Brownian adhesive dynamic (BRAD) simulations for modeling viral attachment to cell

Multivalent binding of nanometer particles is a difficult modeling problem. Previous methods have assumed that multivalent binding events can be modeled as well-mixed monovalent reactions. This assumption is known as the equivalent site hypothesis (ESH). This thesis presents the development of Brownian Adhesive Dynamics (BRAD) a simulation method used to test ESH and expand multivalent nanometer particle binding models. The simulation couples the thermal motion of nanometer scale particles with adhesive dynamics models to characterize the effect of bonding on the particle.;Viruses are multivalent nanometer scale particles. Binding of HIV-like particles to CD4 expressing cells is the model system used to illustrate the utility of BRAD. Comparison of the transition rates between bound states predicted by ESH and the rates resulting from BRAD simulations show dramatic differences. Using kinetic constants from experimentally measured binding between individual gp120 and CD4 molecules, ESH suggests all virus adhesion proteins will be bound (KxRT = 106), while BRAD predicts not all virus adhesion proteins will be bound. At values of the equilibrium crosslinking constant used in typical ESH calculations of virus docking (Kx RT = 1) BRAD simulations predict no binding. The mean bond density from BRAD models is often much lower than that predicted by ESH for equivalent parameter values.

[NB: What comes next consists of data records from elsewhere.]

/// Builds one table description from `(name, type, nullable)` columns.
fn table(
    primary_key: &str,
    columns: &[(&str, &str, bool)],
    foreign_keys: &[(&str, &str, &str)],
    unique_constraints: &[&[&str]],
) -> Table {
    Table {
        columns: columns
            .iter()
            .map(|&(name, normalized_type, nullable)| {
                (
                    name.to_string(),
                    Column {
                        name: name.to_string(),
                        normalized_type: normalized_type.to_string(),
                        nullable,
                    },
                )
            })
            .collect(),
        primary_keys: BTreeSet::from([primary_key.to_string()]),
        foreign_keys: foreign_keys
            .iter()
            .map(|&(from_column, to_table, to_column)| ForeignKey {
                from_column: from_column.to_string(),
                to_table: to_table.to_string(),
                to_column: to_column.to_string(),
            })
            .collect(),
        unique_constraints: unique_constraints
            .iter()
            .map(|columns| UniqueConstraint {
                columns: columns.iter().map(ToString::to_string).collect(),
            })
            .collect(),
    }
}

/// The tables the persistence crate reads and writes.
#[allow(clippy::too_many_lines)]
fn expected_schema() -> Schema {
    // INTEGER PRIMARY KEY columns report notnull = 0 in SQLite.
    let tables = BTreeMap::from([
        (
            "teams".to_string(),
            table(
                "team_id",
                &[("team_id", "integer", true), ("name", "text", false)],
                &[],
                &[&["name"]],
            ),
        ),
        (
            "players".to_string(),
            table(
                "player_id",
                &[
                    ("player_id", "integer", true),
                    ("name", "text", false),
                    ("jersey_number", "integer", true),
                    ("position", "text", true),
                    ("team_id", "integer", true),
                ],
                &[("team_id", "teams", "team_id")],
                &[],
            ),
        ),
        (
            "matches".to_string(),
            table(
                "match_id",
                &[
                    ("match_id", "integer", true),
                    ("played_at", "text", false),
                    ("home_team_id", "integer", false),
                    ("guest_team_id", "integer", false),
                ],
                &[
                    ("home_team_id", "teams", "team_id"),
                    ("guest_team_id", "teams", "team_id"),
                ],
                &[],
            ),
        ),
        (
            "sets".to_string(),
            table(
                "set_id",
                &[
                    ("set_id", "integer", true),
                    ("match_id", "integer", false),
                    ("set_number", "integer", false),
                    ("own_score", "integer", false),
                    ("opponent_score", "integer", false),
                ],
                &[("match_id", "matches", "match_id")],
                &[&["match_id", "set_number"]],
            ),
        ),
        (
            "actions".to_string(),
            table(
                "action_id",
                &[
                    ("action_id", "integer", true),
                    ("set_id", "integer", false),
                    ("category", "text", false),
                    ("executor_id", "integer", true),
                    ("result", "text", true),
                    ("target_player_id", "integer", true),
                    ("point_detail", "text", true),
                    ("point_for", "text", true),
                    ("created_at", "text", false),
                ],
                &[
                    ("set_id", "sets", "set_id"),
                    ("executor_id", "players", "player_id"),
                    ("target_player_id", "players", "player_id"),
                ],
                &[],
            ),
        ),
    ]);

    Schema { tables }
}

/// Introspect `SQLite` schema
fn introspect_sqlite_schema(conn: &mut SqliteConnection) -> Result<Schema> {
    #[derive(QueryableByName)]
    struct TableName {
        #[diesel(sql_type = Text)]
        name: String,
    }

    #[derive(QueryableByName)]
    struct ColumnInfo {
        #[diesel(sql_type = Text)]
        name: String,
        #[diesel(sql_type = Text)]
        r#type: String,
        #[diesel(sql_type = Integer)]
        notnull: i32,
        #[diesel(sql_type = Integer)]
        pk: i32,
    }

    #[derive(QueryableByName)]
    struct ForeignKeyInfo {
        #[diesel(sql_type = Text)]
        table: String,
        #[diesel(sql_type = Text)]
        from: String,
        #[diesel(sql_type = Text)]
        to: String,
    }

    #[derive(QueryableByName)]
    struct IndexInfo {
        #[diesel(sql_type = Text)]
        name: String,
        #[diesel(sql_type = Text)]
        origin: String,
    }

    #[derive(QueryableByName)]
    struct IndexColumnInfo {
        #[diesel(sql_type = Text)]
        name: String,
    }

    let mut schema = Schema {
        tables: BTreeMap::new(),
    };

    let tables: Vec<TableName> = diesel::sql_query(
        "SELECT name FROM sqlite_master WHERE type='table' AND name NOT LIKE 'sqlite_%' \
         AND name != '__diesel_schema_migrations' ORDER BY name",
    )
    .load(conn)
    .wrap_err("Failed to query SQLite tables")?;

    for table in tables {
        let mut table_info = Table {
            columns: BTreeMap::new(),
            primary_keys: BTreeSet::new(),
            foreign_keys: BTreeSet::new(),
            unique_constraints: BTreeSet::new(),
        };

        let columns: Vec<ColumnInfo> =
            diesel::sql_query(format!("PRAGMA table_info({})", table.name))
                .load(conn)
                .wrap_err(format!("Failed to get columns for table {}", table.name))?;

        for col in columns {
            let normalized_type = normalize_sqlite_type(&col.r#type);
            table_info.columns.insert(
                col.name.clone(),
                Column {
                    name: col.name.clone(),
                    normalized_type,
                    nullable: col.notnull == 0,
                },
            );

            if col.pk > 0 {
                table_info.primary_keys.insert(col.name);
            }
        }

        let fks: Vec<ForeignKeyInfo> =
            diesel::sql_query(format!("PRAGMA foreign_key_list({})", table.name))
                .load(conn)
                .wrap_err(format!(
                    "Failed to get foreign keys for table {}",
                    table.name
                ))?;

        for fk in fks {
            table_info.foreign_keys.insert(ForeignKey {
                from_column: fk.from,
                to_table: fk.table,
                to_column: fk.to,
            });
        }

        let indexes: Vec<IndexInfo> =
            diesel::sql_query(format!("PRAGMA index_list({})", table.name))
                .load(conn)
                .wrap_err(format!("Failed to get indexes for table {}", table.name))?;

        // Plain indexes are tuning, not structure; only unique constraints count.
        for idx in indexes.into_iter().filter(|idx| idx.origin == "u") {
            let index_columns: Vec<IndexColumnInfo> =
                diesel::sql_query(format!("PRAGMA index_info({})", idx.name))
                    .load(conn)
                    .wrap_err(format!("Failed to get index columns for {}", idx.name))?;

            table_info.unique_constraints.insert(UniqueConstraint {
                columns: index_columns.into_iter().map(|c| c.name).collect(),
            });
        }

        schema.tables.insert(table.name, table_info);
    }

    Ok(schema)
}

/// Normalize `SQLite` type to common representation
fn normalize_sqlite_type(sqlite_type: &str) -> String {
    let normalized = sqlite_type.to_uppercase();
    if normalized.contains("INT") {
        "integer".to_string()
    } else if normalized.contains("REAL")
        || normalized.contains("FLOA")
        || normalized.contains("DOUB")
    {
        "real".to_string()
    } else if normalized.contains("BLOB") {
        "blob".to_string()
    } else {
        "text".to_string() // Default for SQLite
    }
}

/// Compare an expected schema with an introspected one, reporting every difference
fn compare_schemas(expected: &Schema, actual: &Schema) -> Result<()> {
    let mut differences: Vec<String> = Vec::new();

    for name in expected.tables.keys() {
        if !actual.tables.contains_key(name) {
            differences.push(format!("missing table {name}"));
        }
    }
    for name in actual.tables.keys() {
        if !expected.tables.contains_key(name) {
            differences.push(format!("unexpected table {name}"));
        }
    }

    for (name, expected_table) in &expected.tables {
        let Some(actual_table) = actual.tables.get(name) else {
            continue;
        };

        for (column_name, column) in &expected_table.columns {
            match actual_table.columns.get(column_name) {
                None => differences.push(format!("{name}: missing column {column_name}")),
                Some(found) if found != column => differences.push(format!(
                    "{name}.{column_name}: expected {column:?}, found {found:?}"
                )),
                Some(_) => {}
            }
        }
        for column_name in actual_table.columns.keys() {
            if !expected_table.columns.contains_key(column_name) {
                differences.push(format!("{name}: unexpected column {column_name}"));
            }
        }

        if expected_table.primary_keys != actual_table.primary_keys {
            differences.push(format!(
                "{name}: primary key {:?} != {:?}",
                expected_table.primary_keys, actual_table.primary_keys
            ));
        }
        if expected_table.foreign_keys != actual_table.foreign_keys {
            differences.push(format!(
                "{name}: foreign keys {:?} != {:?}",
                expected_table.foreign_keys, actual_table.foreign_keys
            ));
        }
        if expected_table.unique_constraints != actual_table.unique_constraints {
            differences.push(format!(
                "{name}: unique constraints {:?} != {:?}",
                expected_table.unique_constraints, actual_table.unique_constraints
            ));
        }
    }

    if differences.is_empty() {
        return Ok(());
    }
    for difference in &differences {
        tracing::error!("{difference}");
    }
    Err(eyre!(
        "Schema verification found {} difference(s)",
        differences.len()
    ))
}

/// An extension trait for `duct::Expression` that logs the command being run
/// before running it.
trait ExpressionExt {
    /// Run the command and log the command being run
    fn run_with_trace(&self) -> io::Result<Output>;
}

BRAD suggests that the viruses are much less well bound than ESH predicts.;The flexibility of BRAD has allowed it to be extended to include the motion of proteins within the cellular membrane. Incorporation of membrane protein diffusion into the model shows that the reaction between ligand and receptor is faster than diffusive transport of receptor. Also, it demonstrates that a successful virus/cell collision is determined well before receptor transport into the contact area can play a role in binding. Lastly, membrane deformation modeling has been coupled with BRAD simulations. Results from these calculations suggest that viruses cannot engineer their own entry into cells, and must trick cells into taking an active role in virus uptake.